Paravalvular regurgitation is a known complication in 5–17% of prosthetic valve replacements, and may be treated with either surgery or percutaneous repair in patients with refractory heart failure and/or haemolytic anaemia.1 Percutaneous paravalvular leak (PVL) closure is supported by a class 2a recommendation in the 2020 American College of Cardiology/American Heart Association (ACC/AHA) valvular heart disease guidelines, and has been shown to improve functional class and decrease mortality.2,3–5 However, tricuspid PVLs are uncommon and experience with tackling such cases limited, with few case reports in the literature and multiple variations in the techniques used.6–9 We aim to discuss the step-by-step methodology and technical considerations for percutaneous tricuspid PVL closure using a case as a practical illustration.
Our patient was a 67-year-old man with rheumatic heart disease treated with a Björk–Shiley aortic valve replacement in the 1980s, and subsequent Carbomedics mitral valve replacement and St Jude tricuspid valve replacement in the 1990s. In addition, he had a significant cardiac history of coronary artery disease and AF and a pacemaker had been inserted for sick sinus syndrome. He presented with right heart failure secondary to severe tricuspid PVL.
Transoesophageal echocardiogram (TOE; Figure 1) and CT scan (Figure 2) showed severe PVL through a 15 × 13 mm defect at the tricuspid valve medial aspect. The CT scan also identified the optimal fluoroscopic crossing angle to guide the procedure. After discussion with the Heart Team, he was deemed too high risk for a third redo sternotomy and surgical repair, thus the decision was made for percutaneous repair, in accordance with a class 2a recommendation in the 2020 ACC/AHA valvular heart disease guidelines.2
A 20 Fr right femoral venous access was obtained and pre-closed with two Perclose ProGlides (Abbott). The PVL was crossed using the CT pre-determined fluoroscopic angle with an Agilis (Abbott) sheath and telescoping 5 Fr multipurpose catheter (Figure 3A). The Terumo glidewire (Terumo) was exchanged for a Confida pigtail wire (Medtronic). The Confida wire initially provided inadequate support when placed in the right ventricle (RV), and thus was repositioned to the pulmonary artery (PA; Figure 3B). A second Confida wire was introduced to maintain access across the PVL. A 20 mm Amplatzer Vascular Plug II (AVP II) plug was introduced via a 7 Fr Shuttle sheath and deployed (Figure 3C). The second Confida wire was removed and the AVP II plug was released (Figure 3D) after confirmation of reduction in PVL, device stability and no impedance of mechanical valve function on TOE and fluoroscopy. Repeat transthoracic echocardiogram 6 months later showed significant improvement with mild residual PVL (Figure 4, Supplementary Videos 1–4).
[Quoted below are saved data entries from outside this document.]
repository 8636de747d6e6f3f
//! XDG path helpers for recording temp files
//!
//! Recordings are stored in: ~/.local/share/myora/temp/audio/

use std::fs;
use std::path::PathBuf;
use uuid::Uuid;

const MAX_RECORDINGS: usize = 5;

/// Get the temp audio directory path.
/// Returns: ~/.local/share/myora/temp/audio/
fn temp_audio_dir() -> PathBuf {
    dirs::data_local_dir()
        .unwrap_or_else(|| PathBuf::from("."))
        .join("myora")
        .join("temp")
        .join("audio")
}

/// Create the temp audio directory if it doesn't exist.
pub fn create_temp_audio_dir() -> std::io::Result<PathBuf> {
    let dir = temp_audio_dir();
    fs::create_dir_all(&dir)?;
    Ok(dir)
}

/// Generate a unique WAV file path for a recording.
/// Format: <timestamp>_<uuid>.wav
pub fn generate_wav_path(recording_id: Uuid) -> std::io::Result<PathBuf> {
    let dir = create_temp_audio_dir()?;
    let timestamp = chrono::Local::now().format("%Y%m%d_%H%M%S");
    let filename = format!("{}_{}.wav", timestamp, recording_id);
    Ok(dir.join(filename))
}

/// Clean up old recordings, keeping only the most recent N files.
pub fn cleanup_old_recordings() -> std::io::Result<usize> {
    let dir = temp_audio_dir();
    if !dir.exists() {
        return Ok(0);
    }

    let mut entries: Vec<_> = fs::read_dir(&dir)?
        .filter_map(|e| e.ok())
        .filter(|e| {
            e.path()
                .extension()
                .map(|ext| ext == "wav")
                .unwrap_or(false)
        })
        .collect();

    if entries.len() <= MAX_RECORDINGS {
        return Ok(0);
    }

    // Sort by modified time (oldest first)
    entries.sort_by(|a, b| {
        let time_a = a.metadata().and_then(|m| m.modified()).ok();
        let time_b = b.metadata().and_then(|m| m.modified()).ok();
        time_a.cmp(&time_b)
    });

    let to_delete = entries.len() - MAX_RECORDINGS;
    let mut deleted = 0;

    for entry in entries.into_iter().take(to_delete) {
        if fs::remove_file(entry.path()).is_ok() {
            log::debug!("Cleaned up old recording: {:?}", entry.path());
            deleted += 1;
        }
    }

    Ok(deleted)
}

#[cfg(test)]
mod tests {
    use super::*;

    #[test]
    fn test_generate_wav_path() {
        let id = Uuid::new_v4();
        let path = generate_wav_path(id).unwrap();
        assert!(path.to_string_lossy().contains(&id.to_string()));
        assert!(path.extension().map(|e| e == "wav").unwrap_or(false));
    }

    #[test]
    fn test_temp_audio_dir_contains_expected_path() {
        let dir = temp_audio_dir();
        let path_str = dir.to_string_lossy();
        assert!(path_str.contains("myora"));
        assert!(path_str.contains("temp"));
        assert!(path_str.contains("audio"));
    }
}
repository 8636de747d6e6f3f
fn main() {
    tauri_build::build()
}
//! Scanned consultant-notes extraction and save

use std::path::Path;

use reqwest::multipart::{Form, Part};
use serde::Deserialize;

use super::{error_from_response, http_client, BackendError};

#[derive(Debug, Deserialize)]
struct ExtractResponse {
    #[serde(default)]
    extracted_json: serde_json::Value,
}

/// Upload scanned note images and get the extracted JSON back.
pub async fn extract_notes(
    base: &str,
    image_paths: &[impl AsRef<Path>],
) -> Result<serde_json::Value, BackendError> {
    let mut form = Form::new();

    for path in image_paths {
        let path = path.as_ref();
        let bytes = tokio::fs::read(path)
            .await
            .map_err(|e| BackendError::FileRead(e.to_string()))?;

        let filename = path
            .file_name()
            .and_then(|n| n.to_str())
            .unwrap_or("scan.png")
            .to_string();

        form = form.part("files", Part::bytes(bytes).file_name(filename));
    }

    log::info!("Extracting notes from {} scanned images", image_paths.len());

    let response = http_client()
        .post(format!("{}/api/consultant/extract_notes", base))
        .multipart(form)
        .send()
        .await
        .map_err(|e| BackendError::Network(e.to_string()))?;

    if !response.status().is_success() {
        return Err(error_from_response(response).await);
    }

    let body: ExtractResponse = response
        .json()
        .await
        .map_err(|e| BackendError::Parse(e.to_string()))?;

    Ok(body.extracted_json)
}

/// Persist reviewed extracted notes against a patient id.
pub async fn save_notes(
    base: &str,
    patient_id: &str,
    extracted_json: &serde_json::Value,
) -> Result<(), BackendError> {
    let response = http_client()
        .post(format!("{}/api/consultant/save_notes", base))
        .json(&serde_json::json!({
            "patient_id": patient_id,
            "extracted_json": extracted_json,
        }))
        .send()
        .await
        .map_err(|e| BackendError::Network(e.to_string()))?;

    if !response.status().is_success() {
        return Err(error_from_response(response).await);
    }

    log::info!("Consultant notes saved for patient {}", patient_id);
    Ok(())
}
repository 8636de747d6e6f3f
//! Recording lifecycle state machine
//!
//! Single-writer pattern: all transitions go through `reduce()`, which
//! returns the next state plus a list of effects to execute. The effect
//! runner reports completions back as events, each tagged with the
//! recording id so stale completions from an abandoned session are dropped.

use std::path::PathBuf;
use std::time::{Duration, Instant};
use uuid::Uuid;

use crate::backend::StructuredFields;
use crate::settings::AppSettings;

/// Reducer thresholds, derived from settings at loop start.
#[derive(Debug, Clone)]
pub struct Limits {
    pub max_recording_secs: u64,
    pub min_transcript_chars: usize,
    pub dismiss_after: Duration,
}

impl From<&AppSettings> for Limits {
    fn from(settings: &AppSettings) -> Self {
        Self {
            max_recording_secs: settings.max_recording_secs,
            min_transcript_chars: settings.min_transcript_chars,
            dismiss_after: Duration::from_secs(settings.saved_dismiss_secs),
        }
    }
}

/// Authoritative state of the capture workflow.
#[derive(Debug, Clone)]
pub enum State {
    Idle,
    Arming {
        recording_id: Uuid,
        patient_id: String,
    },
    Recording {
        recording_id: Uuid,
        patient_id: String,
        wav_path: PathBuf,
        started_at: Instant,
    },
    Stopping {
        recording_id: Uuid,
        patient_id: String,
    },
    Transcribing {
        recording_id: Uuid,
        patient_id: String,
        wav_path: PathBuf,
    },
    Structuring {
        recording_id: Uuid,
        patient_id: String,
        wav_path: PathBuf,
        transcript: String,
        confidence: f64,
    },
    /// Structured fields ready for the user to review and edit.
    Review {
        recording_id: Uuid,
        patient_id: String,
        wav_path: PathBuf,
        transcript: String,
        confidence: f64,
        fields: StructuredFields,
        /// Set when the last manual edit or save attempt failed.
        status: Option<String>,
    },
    Saving {
        recording_id: Uuid,
        patient_id: String,
        wav_path: PathBuf,
        transcript: String,
        confidence: f64,
        fields: StructuredFields,
    },
    Saved {
        recording_id: Uuid,
        record_id: String,
    },
    /// Nothing worth processing: empty capture or a too-short transcript.
    NoSpeech {
        recording_id: Uuid,
        message: String,
    },
    Error {
        message: String,
    },
}

impl Default for State {
    fn default() -> Self {
        State::Idle
    }
}

/// Events driving state transitions. Sources: UI commands, the audio
/// effect runner, and the backend effect runner.
#[derive(Debug, Clone)]
pub enum Event {
    /// User started a dictation for a patient
    StartRequested { patient_id: String },
    /// User stopped the dictation
    StopRequested,
    /// User abandoned the current session
    Cancel,
    /// Application exit requested
    Exit,
    /// One-second timer while recording (id prevents stale ticks)
    RecordingTick { id: Uuid },
    /// Saved/NoSpeech auto-dismiss timeout
    DismissTimeout { id: Uuid },

    // Audio events
    AudioStartOk { id: Uuid, wav_path: PathBuf },
    AudioStartFail { id: Uuid, err: String },
    AudioStopOk { id: Uuid, wav_path: PathBuf },
    AudioStopFail { id: Uuid, err: String },
    /// Stop completed but no samples were ever captured
    EmptyCapture { id: Uuid },

    // Backend pipeline events
    TranscribeOk {
        id: Uuid,
        transcript: String,
        confidence: f64,
    },
    TranscribeFail { id: Uuid, err: String },
    StructureOk { id: Uuid, fields: StructuredFields },
    StructureFail { id: Uuid, err: String },
    SaveOk { id: Uuid, record_id: String },
    SaveFail { id: Uuid, err: String },

    // Review events
    FieldEdited { field: String, value: String },
    SaveRequested,
}
//! Wire types shared with the clinical-records backend

use std::collections::BTreeMap;

use serde::{Deserialize, Serialize};

/// A patient record as the backend serves it.
#[derive(Debug, Clone, Serialize, Deserialize)]
#[serde(default)]
pub struct Patient {
    pub id: String,
    pub name: String,
    pub age: u32,
    pub condition: String,
    pub history: Vec<String>,
    #[serde(rename = "lastVisit")]
    pub last_visit: String,
    pub phone: String,
}

impl Default for Patient {
    fn default() -> Self {
        Self {
            id: String::new(),
            name: String::new(),
            age: 0,
            condition: String::new(),
            history: Vec::new(),
            last_visit: String::new(),
            phone: String::new(),
        }
    }
}

/// Envelope used by the patient CRUD endpoints:
/// `{ "status": "success", "data": ... }`
#[derive(Debug, Deserialize)]
pub struct Envelope<T> {
    pub status: String,
    #[serde(default)]
    pub data: Option<T>,
    #[serde(default)]
    pub message: Option<String>,
}

impl<T> Envelope<T> {
    pub fn is_success(&self) -> bool {
        self.status == "success"
    }
}

/// Structured note fields as returned by the AI structuring endpoint.
pub type StructuredFields = BTreeMap<String, FieldValue>;

/// A structured field value: scalar text, a number, or a sequence.
/// Sequences render comma-joined for editing.
#[derive(Debug, Clone, PartialEq, Serialize, Deserialize)]
#[serde(untagged)]
pub enum FieldValue {
    Text(String),
    Number(f64),
    List(Vec<String>),
}

/// A manual edit did not parse back into the field's expected shape.
#[derive(Debug, Clone)]
pub struct FieldEditError {
    pub field: String,
    pub reason: String,
}

impl std::fmt::Display for FieldEditError {
    fn fmt(&self, f: &mut std::fmt::Formatter<'_>) -> std::fmt::Result {
        write!(f, "Field '{}' could not be parsed: {}", self.field, self.reason)
    }
}

impl std::error::Error for FieldEditError {}

impl FieldValue {
    /// Render for a plain-text editor: lists are comma-joined, numbers
    /// printed, text passed through.
    pub fn to_editable_text(&self) -> String {
        match self {
            FieldValue::Text(s) => s.clone(),
            FieldValue::Number(n) => {
                if n.fract() == 0.0 && n.is_finite() {
                    format!("{}", *n as i64)
                } else {
                    format!("{}", n)
                }
            }
            FieldValue::List(items) => items.join(", "),
        }
    }

    /// Parse edited text back into this field's shape. The shape is taken
    /// from the pre-edit value, so a list stays a list and a number must
    /// still parse as one.
    pub fn from_edited_text(&self, field: &str, text: &str) -> Result<FieldValue, FieldEditError> {
        match self {
            FieldValue::Text(_) => Ok(FieldValue::Text(text.to_string())),
            FieldValue::Number(_) => text
                .trim()
                .parse::<f64>()
                .map(FieldValue::Number)
                .map_err(|_| FieldEditError {
                    field: field.to_string(),
                    reason: format!("'{}' is not a number", text.trim()),
                }),
            FieldValue::List(_) => Ok(FieldValue::List(
                text.split(',')
                    .map(|item| item.trim().to_string())
                    .filter(|item| !item.is_empty())
                    .collect(),
            )),
        }
    }
}

#[cfg(test)]
mod tests {
    use super::*;

    #[test]
    fn field_values_deserialize_untagged() {
        let fields: StructuredFields = serde_json::from_str(
            r#"{
                "chief_complaint": "chest pain",
                "heart_rate": 88,
                "medications": ["aspirin", "metformin"]
            }"#,
        )
        .unwrap();

        assert_eq!(
            fields["chief_complaint"],
            FieldValue::Text("chest pain".into())
        );
        assert_eq!(fields["heart_rate"], FieldValue::Number(88.0));
        assert_eq!(
            fields["medications"],
            FieldValue::List(vec!["aspirin".into(), "metformin".into()])
        );
    }

    #[test]
    fn list_renders_comma_joined() {
        let value = FieldValue::List(vec!["aspirin".into(), "metformin".into()]);
        assert_eq!(value.to_editable_text(), "aspirin, metformin");
    }

    #[test]
    fn whole_numbers_render_without_decimal() {
        assert_eq!(FieldValue::Number(88.0).to_editable_text(), "88");
        assert_eq!(FieldValue::Number(37.5).to_editable_text(), "37.5");
    }

    #[test]
    fn edited_list_round_trips() {
        let original = FieldValue::List(vec!["aspirin".into()]);
        let edited = original
            .from_edited_text("medications", "aspirin, metformin , ")
            .unwrap();
        assert_eq!(
            edited,
            FieldValue::List(vec!["aspirin".into(), "metformin".into()])
        );
    }

    #[test]
    fn malformed_number_edit_is_rejected() {
        let original = FieldValue::Number(88.0);
        let err = original
            .from_edited_text("heart_rate", "eighty-eight")
            .unwrap_err();
        assert_eq!(err.field, "heart_rate");
        assert!(err.to_string().contains("heart_rate"));
    }

    #[test]
    fn text_edit_is_taken_verbatim() {
        let original = FieldValue::Text("old".into());
        let edited = original.from_edited_text("summary", "new text").unwrap();
        assert_eq!(edited, FieldValue::Text("new text".into()));
    }

    #[test]
    fn patient_deserializes_with_missing_fields() {
        let patient: Patient =
            serde_json::from_str(r#"{"name": "Jane Doe", "age": 52}"#).unwrap();
        assert_eq!(patient.name, "Jane Doe");
        assert_eq!(patient.age, 52);
        assert!(patient.history.is_empty());
    }

    #[test]
    fn envelope_status_check() {
        let env: Envelope<Vec<Patient>> =
            serde_json::from_str(r#"{"status": "success", "data": []}"#).unwrap();
        assert!(env.is_success());

        let env: Envelope<Vec<Patient>> =
            serde_json::from_str(r#"{"status": "error", "message": "nope"}"#).unwrap();
        assert!(!env.is_success());
    }
}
There are several important clinical considerations highlighted for this complex procedure. Firstly, the use of imaging (CT and 3D TOE) was crucial.10 These allowed for more accurate determination of the PVL site for crossing and dimensions for ideal sizing. A combination of the predetermination of the optimal fluoroscopic angle for crossing by CT and 3D TOE also allowed precise catheter positioning for ease of traversing the PVL. Where available, the use of hybrid fusion imaging (fluoroscopy, TOE, CT) may further facilitate the performance of the procedure. Secondly, the use of a 20 Fr right femoral venous sheath allowed for the simultaneous deployment of two plugs if necessary. The access site was also preclosed with Perclose to allow for better haemostasis post-procedure. Thirdly, the placement of the Confida wire in the PA instead of the RV provided increased support for introduction of the various catheters and devices. In rare cases, a veno-venous loop technique can also be used for added support as described by Pu et al.6 Additionally, introducing the second Confida wire helped maintain access across the PVL to avoid the difficulty of recrossing the PVL should the need arise. Lastly, it is imperative to confirm device stability and no device interaction with the mechanical valve leaflets both on fluoroscopy and TOE before release.
This case highlights the challenges faced and provides clinical pearls in dealing with percutaneous tricuspid PVL closure.